HOW TO COMPLETE THIS TASK
Your task is to repeat exactly the lines below between the line holding "pub const PAGE_ALIGN_MASK: u64" and the line holding "warning during bootstrap.", inclusive, and only those.

** Opening DATA PROVIDED block **

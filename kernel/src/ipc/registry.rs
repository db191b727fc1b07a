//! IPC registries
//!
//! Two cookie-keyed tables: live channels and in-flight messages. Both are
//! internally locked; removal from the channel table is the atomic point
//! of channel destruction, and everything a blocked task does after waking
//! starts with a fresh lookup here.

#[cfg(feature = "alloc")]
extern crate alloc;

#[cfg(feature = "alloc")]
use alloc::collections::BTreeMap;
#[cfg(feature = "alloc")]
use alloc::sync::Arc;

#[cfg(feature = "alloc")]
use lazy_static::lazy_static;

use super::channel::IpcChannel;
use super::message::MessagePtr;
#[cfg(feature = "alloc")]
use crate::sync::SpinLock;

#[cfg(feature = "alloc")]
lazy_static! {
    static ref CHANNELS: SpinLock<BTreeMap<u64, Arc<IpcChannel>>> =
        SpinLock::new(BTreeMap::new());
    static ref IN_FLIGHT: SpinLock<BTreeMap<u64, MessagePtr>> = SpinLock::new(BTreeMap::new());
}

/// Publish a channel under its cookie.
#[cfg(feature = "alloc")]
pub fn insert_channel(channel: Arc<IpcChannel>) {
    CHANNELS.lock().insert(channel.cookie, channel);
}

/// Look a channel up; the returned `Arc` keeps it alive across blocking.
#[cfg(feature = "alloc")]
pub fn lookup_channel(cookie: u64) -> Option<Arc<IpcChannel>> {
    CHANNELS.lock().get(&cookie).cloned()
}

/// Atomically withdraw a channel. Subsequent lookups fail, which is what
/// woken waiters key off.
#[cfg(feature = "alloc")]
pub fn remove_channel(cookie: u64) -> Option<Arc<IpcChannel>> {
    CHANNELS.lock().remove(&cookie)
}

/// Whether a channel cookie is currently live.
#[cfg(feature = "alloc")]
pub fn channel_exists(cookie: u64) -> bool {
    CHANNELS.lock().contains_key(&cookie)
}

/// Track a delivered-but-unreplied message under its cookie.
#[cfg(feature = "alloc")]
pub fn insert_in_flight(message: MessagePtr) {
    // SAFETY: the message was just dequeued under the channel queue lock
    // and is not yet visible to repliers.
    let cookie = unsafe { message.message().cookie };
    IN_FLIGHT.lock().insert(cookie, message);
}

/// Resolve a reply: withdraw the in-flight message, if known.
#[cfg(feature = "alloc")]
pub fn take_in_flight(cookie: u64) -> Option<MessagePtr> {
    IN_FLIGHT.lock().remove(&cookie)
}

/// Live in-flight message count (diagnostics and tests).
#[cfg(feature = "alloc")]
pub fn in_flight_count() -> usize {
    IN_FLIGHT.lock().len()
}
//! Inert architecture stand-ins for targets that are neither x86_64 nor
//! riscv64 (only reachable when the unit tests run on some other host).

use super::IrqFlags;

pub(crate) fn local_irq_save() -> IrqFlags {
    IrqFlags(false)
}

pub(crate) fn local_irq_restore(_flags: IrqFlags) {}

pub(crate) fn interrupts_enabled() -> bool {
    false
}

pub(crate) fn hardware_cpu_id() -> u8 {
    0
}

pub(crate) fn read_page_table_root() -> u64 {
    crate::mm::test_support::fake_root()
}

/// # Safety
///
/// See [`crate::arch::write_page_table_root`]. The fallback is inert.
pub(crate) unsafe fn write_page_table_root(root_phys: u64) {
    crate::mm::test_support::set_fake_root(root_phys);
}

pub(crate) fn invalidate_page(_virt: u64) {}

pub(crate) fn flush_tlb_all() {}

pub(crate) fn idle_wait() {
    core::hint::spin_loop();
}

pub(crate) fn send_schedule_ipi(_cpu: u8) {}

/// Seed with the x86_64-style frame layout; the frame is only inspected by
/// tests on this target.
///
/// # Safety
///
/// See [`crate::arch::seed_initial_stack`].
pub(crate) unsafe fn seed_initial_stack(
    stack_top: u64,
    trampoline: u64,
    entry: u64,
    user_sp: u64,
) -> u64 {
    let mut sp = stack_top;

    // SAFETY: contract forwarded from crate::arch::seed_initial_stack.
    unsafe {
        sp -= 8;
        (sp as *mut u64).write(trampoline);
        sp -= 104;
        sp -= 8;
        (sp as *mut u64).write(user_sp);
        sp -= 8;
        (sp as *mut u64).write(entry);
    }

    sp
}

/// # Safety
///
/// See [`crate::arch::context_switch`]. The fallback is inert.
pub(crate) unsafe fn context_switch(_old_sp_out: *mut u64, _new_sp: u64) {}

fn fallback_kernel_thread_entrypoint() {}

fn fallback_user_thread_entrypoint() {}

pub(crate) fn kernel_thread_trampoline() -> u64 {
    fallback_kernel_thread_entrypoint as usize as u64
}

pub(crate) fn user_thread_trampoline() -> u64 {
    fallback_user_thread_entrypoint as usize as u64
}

** Closing DATA PROVIDED block **
** Opening DATA PROVIDED block **

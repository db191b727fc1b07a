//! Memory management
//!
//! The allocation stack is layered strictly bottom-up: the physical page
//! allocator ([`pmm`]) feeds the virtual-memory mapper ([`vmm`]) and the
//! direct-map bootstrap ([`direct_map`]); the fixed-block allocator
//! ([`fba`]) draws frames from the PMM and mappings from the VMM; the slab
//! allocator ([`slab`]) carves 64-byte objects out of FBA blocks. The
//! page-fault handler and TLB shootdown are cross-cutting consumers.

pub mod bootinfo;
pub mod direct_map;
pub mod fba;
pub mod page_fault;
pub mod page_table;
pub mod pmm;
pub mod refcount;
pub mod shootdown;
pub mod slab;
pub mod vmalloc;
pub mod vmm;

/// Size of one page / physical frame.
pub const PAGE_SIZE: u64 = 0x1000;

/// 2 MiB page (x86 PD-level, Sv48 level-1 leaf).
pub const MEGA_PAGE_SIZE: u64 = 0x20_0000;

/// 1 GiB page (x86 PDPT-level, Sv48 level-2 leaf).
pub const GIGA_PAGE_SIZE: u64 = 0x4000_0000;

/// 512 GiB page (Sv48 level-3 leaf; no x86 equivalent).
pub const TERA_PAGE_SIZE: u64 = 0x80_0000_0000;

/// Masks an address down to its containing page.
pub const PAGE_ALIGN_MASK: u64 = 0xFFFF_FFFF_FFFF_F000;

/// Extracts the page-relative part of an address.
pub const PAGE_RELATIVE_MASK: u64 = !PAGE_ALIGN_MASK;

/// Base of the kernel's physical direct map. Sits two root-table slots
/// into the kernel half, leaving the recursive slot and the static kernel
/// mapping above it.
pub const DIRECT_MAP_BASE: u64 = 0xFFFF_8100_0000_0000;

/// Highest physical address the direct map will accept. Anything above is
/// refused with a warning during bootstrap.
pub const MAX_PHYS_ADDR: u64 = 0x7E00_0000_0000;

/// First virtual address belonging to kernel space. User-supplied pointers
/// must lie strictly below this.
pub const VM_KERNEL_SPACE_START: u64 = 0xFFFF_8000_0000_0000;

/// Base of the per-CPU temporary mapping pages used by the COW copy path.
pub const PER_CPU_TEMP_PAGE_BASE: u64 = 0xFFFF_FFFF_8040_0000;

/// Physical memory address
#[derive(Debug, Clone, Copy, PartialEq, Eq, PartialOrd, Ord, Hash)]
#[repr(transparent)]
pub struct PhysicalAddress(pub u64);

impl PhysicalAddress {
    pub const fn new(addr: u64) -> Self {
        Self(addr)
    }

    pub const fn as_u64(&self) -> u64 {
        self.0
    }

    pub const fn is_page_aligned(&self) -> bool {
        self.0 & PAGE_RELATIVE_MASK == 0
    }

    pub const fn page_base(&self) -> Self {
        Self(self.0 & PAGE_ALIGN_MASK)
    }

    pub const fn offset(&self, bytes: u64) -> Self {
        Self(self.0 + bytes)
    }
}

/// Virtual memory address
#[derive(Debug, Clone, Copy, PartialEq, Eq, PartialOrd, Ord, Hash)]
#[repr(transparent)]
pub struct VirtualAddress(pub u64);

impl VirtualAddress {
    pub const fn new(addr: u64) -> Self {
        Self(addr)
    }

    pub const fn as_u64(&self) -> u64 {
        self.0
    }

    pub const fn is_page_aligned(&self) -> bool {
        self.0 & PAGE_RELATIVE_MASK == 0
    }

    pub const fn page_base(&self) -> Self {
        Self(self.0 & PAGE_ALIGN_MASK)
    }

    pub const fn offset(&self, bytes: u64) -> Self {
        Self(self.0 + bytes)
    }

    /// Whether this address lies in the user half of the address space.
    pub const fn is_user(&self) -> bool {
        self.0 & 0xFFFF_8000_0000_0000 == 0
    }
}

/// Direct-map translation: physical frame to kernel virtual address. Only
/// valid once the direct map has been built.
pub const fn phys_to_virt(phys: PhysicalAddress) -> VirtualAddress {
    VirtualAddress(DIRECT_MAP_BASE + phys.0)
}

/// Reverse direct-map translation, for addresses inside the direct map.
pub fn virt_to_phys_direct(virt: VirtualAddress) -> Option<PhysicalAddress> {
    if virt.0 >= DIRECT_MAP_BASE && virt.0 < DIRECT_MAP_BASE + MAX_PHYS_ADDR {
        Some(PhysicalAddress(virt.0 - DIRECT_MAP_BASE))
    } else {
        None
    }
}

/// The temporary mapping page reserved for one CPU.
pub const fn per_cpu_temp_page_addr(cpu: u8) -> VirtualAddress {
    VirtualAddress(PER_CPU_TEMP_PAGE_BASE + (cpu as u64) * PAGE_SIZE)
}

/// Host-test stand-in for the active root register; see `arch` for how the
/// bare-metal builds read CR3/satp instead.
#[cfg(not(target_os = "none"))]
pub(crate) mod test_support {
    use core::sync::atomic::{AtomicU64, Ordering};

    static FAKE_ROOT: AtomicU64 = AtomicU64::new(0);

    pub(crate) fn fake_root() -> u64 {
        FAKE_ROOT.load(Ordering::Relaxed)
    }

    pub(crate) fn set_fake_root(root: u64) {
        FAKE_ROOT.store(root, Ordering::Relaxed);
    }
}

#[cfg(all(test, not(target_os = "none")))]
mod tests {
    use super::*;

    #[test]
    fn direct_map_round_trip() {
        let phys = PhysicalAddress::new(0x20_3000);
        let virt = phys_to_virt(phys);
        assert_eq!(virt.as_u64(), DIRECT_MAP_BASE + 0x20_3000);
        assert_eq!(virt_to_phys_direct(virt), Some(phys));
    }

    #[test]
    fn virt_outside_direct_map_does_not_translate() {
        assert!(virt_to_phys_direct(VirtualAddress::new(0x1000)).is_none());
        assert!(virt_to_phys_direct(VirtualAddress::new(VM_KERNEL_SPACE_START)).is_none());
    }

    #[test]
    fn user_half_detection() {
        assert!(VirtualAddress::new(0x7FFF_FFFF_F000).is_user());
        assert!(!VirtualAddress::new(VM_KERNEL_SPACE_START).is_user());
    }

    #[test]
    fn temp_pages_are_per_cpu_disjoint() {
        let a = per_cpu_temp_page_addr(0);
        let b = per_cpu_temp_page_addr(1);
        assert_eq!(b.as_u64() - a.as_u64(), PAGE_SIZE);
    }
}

** Closing DATA PROVIDED block **
** Opening DATA PROVIDED block **

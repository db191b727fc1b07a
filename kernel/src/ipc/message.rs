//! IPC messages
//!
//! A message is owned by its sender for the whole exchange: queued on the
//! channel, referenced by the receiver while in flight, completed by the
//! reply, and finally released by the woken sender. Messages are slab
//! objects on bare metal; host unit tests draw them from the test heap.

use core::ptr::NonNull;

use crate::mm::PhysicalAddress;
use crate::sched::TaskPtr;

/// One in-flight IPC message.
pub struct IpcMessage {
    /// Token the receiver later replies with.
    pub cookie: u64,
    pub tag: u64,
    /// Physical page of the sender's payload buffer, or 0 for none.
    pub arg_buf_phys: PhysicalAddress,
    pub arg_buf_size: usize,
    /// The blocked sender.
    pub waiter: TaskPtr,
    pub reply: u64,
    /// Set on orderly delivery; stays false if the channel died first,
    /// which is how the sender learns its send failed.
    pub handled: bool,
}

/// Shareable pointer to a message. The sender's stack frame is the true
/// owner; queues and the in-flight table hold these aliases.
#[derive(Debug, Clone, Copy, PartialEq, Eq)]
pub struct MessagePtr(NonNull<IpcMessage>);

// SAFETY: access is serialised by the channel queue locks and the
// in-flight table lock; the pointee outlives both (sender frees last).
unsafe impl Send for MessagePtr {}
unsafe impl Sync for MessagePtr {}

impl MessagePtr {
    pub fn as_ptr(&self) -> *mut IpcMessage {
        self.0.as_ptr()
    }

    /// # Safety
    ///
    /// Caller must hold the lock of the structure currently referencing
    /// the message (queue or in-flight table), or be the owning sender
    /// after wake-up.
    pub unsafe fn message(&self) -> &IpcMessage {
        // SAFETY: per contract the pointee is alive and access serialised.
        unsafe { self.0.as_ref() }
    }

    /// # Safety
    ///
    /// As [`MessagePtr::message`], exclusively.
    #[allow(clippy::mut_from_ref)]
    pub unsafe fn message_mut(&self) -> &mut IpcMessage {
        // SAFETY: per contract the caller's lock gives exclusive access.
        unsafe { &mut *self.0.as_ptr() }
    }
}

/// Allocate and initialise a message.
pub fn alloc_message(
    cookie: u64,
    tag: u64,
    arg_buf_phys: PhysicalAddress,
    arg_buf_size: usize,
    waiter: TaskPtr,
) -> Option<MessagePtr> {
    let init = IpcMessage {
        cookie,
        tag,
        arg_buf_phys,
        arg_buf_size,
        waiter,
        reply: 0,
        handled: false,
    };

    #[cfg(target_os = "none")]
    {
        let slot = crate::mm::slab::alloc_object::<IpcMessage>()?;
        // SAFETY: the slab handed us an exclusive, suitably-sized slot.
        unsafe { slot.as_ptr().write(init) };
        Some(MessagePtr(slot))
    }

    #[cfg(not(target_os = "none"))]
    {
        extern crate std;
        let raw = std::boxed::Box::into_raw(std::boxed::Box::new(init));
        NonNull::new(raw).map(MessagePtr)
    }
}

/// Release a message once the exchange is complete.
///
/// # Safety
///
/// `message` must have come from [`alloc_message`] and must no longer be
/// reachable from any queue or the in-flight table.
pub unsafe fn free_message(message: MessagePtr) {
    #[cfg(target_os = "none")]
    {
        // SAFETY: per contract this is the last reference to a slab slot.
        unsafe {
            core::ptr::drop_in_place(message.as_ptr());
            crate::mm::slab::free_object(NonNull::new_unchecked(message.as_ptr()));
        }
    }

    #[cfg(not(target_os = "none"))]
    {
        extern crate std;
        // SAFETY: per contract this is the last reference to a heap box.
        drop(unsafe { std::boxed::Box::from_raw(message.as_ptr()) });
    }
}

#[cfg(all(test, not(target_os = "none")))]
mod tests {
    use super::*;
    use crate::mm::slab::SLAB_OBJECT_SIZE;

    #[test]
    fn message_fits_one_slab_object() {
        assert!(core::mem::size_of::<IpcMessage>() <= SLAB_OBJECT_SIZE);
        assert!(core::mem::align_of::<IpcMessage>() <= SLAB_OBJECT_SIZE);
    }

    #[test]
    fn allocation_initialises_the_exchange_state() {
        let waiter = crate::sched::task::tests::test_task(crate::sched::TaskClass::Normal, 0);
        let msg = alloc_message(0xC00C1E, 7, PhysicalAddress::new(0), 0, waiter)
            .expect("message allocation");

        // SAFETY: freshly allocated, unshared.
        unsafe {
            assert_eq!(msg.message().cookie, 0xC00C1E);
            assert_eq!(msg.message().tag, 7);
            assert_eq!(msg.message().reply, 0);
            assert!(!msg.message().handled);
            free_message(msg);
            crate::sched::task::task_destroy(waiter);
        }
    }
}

** Closing DATA PROVIDED block **

FINISHED EXERCISE
pub const PAGE_ALIGN_MASK: u64 = 0xFFFF_FFFF_FFFF_F000;

/// Extracts the page-relative part of an address.
pub const PAGE_RELATIVE_MASK: u64 = !PAGE_ALIGN_MASK;

/// Base of the kernel's physical direct map. Sits two root-table slots
/// into the kernel half, leaving the recursive slot and the static kernel
/// mapping above it.
pub const DIRECT_MAP_BASE: u64 = 0xFFFF_8100_0000_0000;

/// Highest physical address the direct map will accept. Anything above is
/// refused with a warning during bootstrap.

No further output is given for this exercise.